Abstract

In 2020, for the first time in history, the whole world has shared a crisis of severe proportions. The COVID-19 pandemic has been disruptive and traumatic. Its multiple interconnected shocks—physical, economic, financial, psychological, and political—have shattered societies’ stability and comforts. It has brought out the best and the worst in nations and their leaders. It has made some move apart while drawing together others. It has made us all reassess our assumptions about life and living, about priorities and what matters, and about our roles in families, communities, and the world.
Now, the aftermath brings a unique opportunity—a chance for all humanity to reimagine and reinvent our societies and their relationship with the natural ecosystems on which everything depends, redefine our personal and professional commitments and priorities, and revisit our worldviews and how we conduct ourselves. This is also the chance to change how the field of evaluation is viewed and developed.

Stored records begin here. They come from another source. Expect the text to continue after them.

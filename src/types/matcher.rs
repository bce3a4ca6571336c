use std::collections::BTreeMap;
use std::fmt;

use serde::{Deserialize, Serialize};

// -- Caller-supplied match specifications -----------------------------------

/// A path match as the caller supplies it.
///
/// `match_type` is kept as text so that unrecognized values can be reported
/// as [`RuleError::InvalidMatchSpec`](crate::RuleError::InvalidMatchSpec)
/// rather than silently ignored.
#[derive(Debug, Clone, PartialEq, Eq, Serialize, Deserialize)]
#[serde(rename_all = "camelCase")]
pub struct PathMatchSpec {
    pub match_type: String,
    pub value: String,
    #[serde(default, skip_serializing_if = "Option::is_none")]
    pub case_sensitive: Option<bool>,
}

impl PathMatchSpec {
    #[must_use]
    pub fn new(match_type: impl Into<String>, value: impl Into<String>) -> Self {
        Self {
            match_type: match_type.into(),
            value: value.into(),
            case_sensitive: None,
        }
    }

    #[must_use]
    pub fn exact(value: impl Into<String>) -> Self {
        Self::new("EXACT", value)
    }

    #[must_use]
    pub fn prefix(value: impl Into<String>) -> Self {
        Self::new("PREFIX", value)
    }

    #[must_use]
    pub fn case_sensitive(mut self, case_sensitive: bool) -> Self {
        self.case_sensitive = Some(case_sensitive);
        self
    }
}

/// A single header match as the caller supplies it.
#[derive(Debug, Clone, PartialEq, Eq, Serialize, Deserialize)]
#[serde(rename_all = "camelCase")]
pub struct HeaderMatchSpec {
    pub header_name: String,
    pub operator: String,
    pub value: String,
    #[serde(default, skip_serializing_if = "Option::is_none")]
    pub case_sensitive: Option<bool>,
}

impl HeaderMatchSpec {
    #[must_use]
    pub fn new(
        header_name: impl Into<String>,
        operator: impl Into<String>,
        value: impl Into<String>,
    ) -> Self {
        Self {
            header_name: header_name.into(),
            operator: operator.into(),
            value: value.into(),
            case_sensitive: None,
        }
    }

    #[must_use]
    pub fn exact(header_name: impl Into<String>, value: impl Into<String>) -> Self {
        Self::new(header_name, "EXACT", value)
    }

    #[must_use]
    pub fn contains(header_name: impl Into<String>, value: impl Into<String>) -> Self {
        Self::new(header_name, "CONTAINS", value)
    }

    #[must_use]
    pub fn prefix(header_name: impl Into<String>, value: impl Into<String>) -> Self {
        Self::new(header_name, "PREFIX", value)
    }

    #[must_use]
    pub fn case_sensitive(mut self, case_sensitive: bool) -> Self {
        self.case_sensitive = Some(case_sensitive);
        self
    }
}

/// The union of match kinds a rule may carry. Exactly one must be set.
///
/// Keys of a deserialized rule that name no known field end up in
/// `unrecognized`; a rule carrying any of them is rejected.
#[derive(Debug, Clone, Default, PartialEq, Eq, Serialize, Deserialize)]
#[serde(rename_all = "camelCase")]
pub struct MatchSpec {
    #[serde(default, skip_serializing_if = "Option::is_none")]
    pub method_match: Option<String>,
    #[serde(default, skip_serializing_if = "Option::is_none")]
    pub path_match: Option<PathMatchSpec>,
    #[serde(default, skip_serializing_if = "Option::is_none")]
    pub header_matches: Option<Vec<HeaderMatchSpec>>,
    #[serde(flatten, skip_serializing_if = "BTreeMap::is_empty")]
    pub unrecognized: BTreeMap<String, serde_json::Value>,
}

impl MatchSpec {
    /// Names of the match kinds that are populated, in declaration order.
    pub(crate) fn populated(&self) -> Vec<&'static str> {
        let mut kinds = Vec::with_capacity(3);
        if self.method_match.is_some() {
            kinds.push("methodMatch");
        }
        if self.path_match.is_some() {
            kinds.push("pathMatch");
        }
        if self.header_matches.is_some() {
            kinds.push("headerMatches");
        }
        kinds
    }
}

// -- Normalized match criteria ----------------------------------------------

/// HTTP methods a method match can select.
#[derive(Debug, Clone, Copy, PartialEq, Eq, Hash, Serialize)]
#[serde(rename_all = "UPPERCASE")]
pub enum HttpMethod {
    Get,
    Post,
    Put,
    Delete,
    Patch,
    Head,
    Options,
    Connect,
    Trace,
}

impl HttpMethod {
    const ALL: [HttpMethod; 9] = [
        HttpMethod::Get,
        HttpMethod::Post,
        HttpMethod::Put,
        HttpMethod::Delete,
        HttpMethod::Patch,
        HttpMethod::Head,
        HttpMethod::Options,
        HttpMethod::Connect,
        HttpMethod::Trace,
    ];

    /// Parse a method name, ignoring ASCII case.
    #[must_use]
    pub fn parse(name: &str) -> Option<Self> {
        Self::ALL
            .into_iter()
            .find(|m| m.as_str().eq_ignore_ascii_case(name))
    }

    #[must_use]
    pub fn as_str(self) -> &'static str {
        match self {
            HttpMethod::Get => "GET",
            HttpMethod::Post => "POST",
            HttpMethod::Put => "PUT",
            HttpMethod::Delete => "DELETE",
            HttpMethod::Patch => "PATCH",
            HttpMethod::Head => "HEAD",
            HttpMethod::Options => "OPTIONS",
            HttpMethod::Connect => "CONNECT",
            HttpMethod::Trace => "TRACE",
        }
    }
}

impl fmt::Display for HttpMethod {
    fn fmt(&self, f: &mut fmt::Formatter<'_>) -> fmt::Result {
        f.write_str(self.as_str())
    }
}

/// Comparison applied to a request path.
#[derive(Debug, Clone, PartialEq, Eq, Serialize)]
#[serde(rename_all = "lowercase")]
pub enum PathValueMatch {
    Exact(String),
    Prefix(String),
}

/// Comparison applied to a header value.
#[derive(Debug, Clone, PartialEq, Eq, Serialize)]
#[serde(rename_all = "lowercase")]
pub enum HeaderValueMatch {
    Exact(String),
    Contains(String),
    Prefix(String),
}

#[derive(Debug, Clone, PartialEq, Eq, Serialize)]
#[serde(rename_all = "camelCase")]
pub struct PathMatch {
    #[serde(rename = "match")]
    pub matcher: PathValueMatch,
    pub case_sensitive: bool,
}

#[derive(Debug, Clone, PartialEq, Eq, Serialize)]
#[serde(rename_all = "camelCase")]
pub struct HeaderMatch {
    pub name: String,
    #[serde(rename = "match")]
    pub matcher: HeaderValueMatch,
    pub case_sensitive: bool,
}

/// The normalized match of a compiled rule. Serializes as the body of the
/// provisioning layer's `httpMatch` object.
#[derive(Debug, Clone, PartialEq, Eq, Serialize)]
pub enum MatchCriteria {
    #[serde(rename = "method")]
    Method(HttpMethod),
    #[serde(rename = "pathMatch")]
    Path(PathMatch),
    #[serde(rename = "headerMatches")]
    Headers(Vec<HeaderMatch>),
}

impl fmt::Display for PathValueMatch {
    fn fmt(&self, f: &mut fmt::Formatter<'_>) -> fmt::Result {
        match self {
            PathValueMatch::Exact(v) => write!(f, "exact \"{v}\""),
            PathValueMatch::Prefix(v) => write!(f, "prefix \"{v}\""),
        }
    }
}

impl fmt::Display for HeaderValueMatch {
    fn fmt(&self, f: &mut fmt::Formatter<'_>) -> fmt::Result {
        match self {
            HeaderValueMatch::Exact(v) => write!(f, "exact \"{v}\""),
            HeaderValueMatch::Contains(v) => write!(f, "contains \"{v}\""),
            HeaderValueMatch::Prefix(v) => write!(f, "prefix \"{v}\""),
        }
    }
}

impl fmt::Display for MatchCriteria {
    fn fmt(&self, f: &mut fmt::Formatter<'_>) -> fmt::Result {
        match self {
            MatchCriteria::Method(m) => write!(f, "method {m}"),
            MatchCriteria::Path(p) => write!(f, "path {}", p.matcher),
            MatchCriteria::Headers(headers) => {
                write!(f, "headers [")?;
                for (i, h) in headers.iter().enumerate() {
                    if i > 0 {
                        write!(f, ", ")?;
                    }
                    write!(f, "{} {}", h.name, h.matcher)?;
                }
                write!(f, "]")
            }
        }
    }
}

In our view, seizing this opportunity is essential. Calls for the transformation of systems on which humanity depends have been growing rapidly and with increasing urgency (Club of Rome, 2020; Diaz et al., 2019; Sachs et al., 2019). The urgent need for transformational change is at the core of the 2030 Agenda for Sustainable Development, the global compact to which all nations signed up in 2015 (United Nations [UN], 2015). Yet in his last report to the UN General Assembly, in July 2020, Philip Alston, the UN special rapporteur for extreme poverty and human rights, argues powerfully that there is no chance that the world will achieve the sustainable development goals by 2030 (Alston, 2020), noting the “scandalous lack of ambition” in the World Bank’s definition of the international poverty line (IPL) of US$1.90 a day—a “staggeringly low standard of living, well below any reasonable conception of a life with dignity.” He berates the “celebratory accounts” of global efforts to alleviate poverty, given that the vast proportion of the billion people lifted out of poverty over the last three decades is due to the extraordinary achievements of one country, China, where the number of people below the IPL dropped from more than 750 million in 1990 to 10 million in 2015 (World Bank, 2020).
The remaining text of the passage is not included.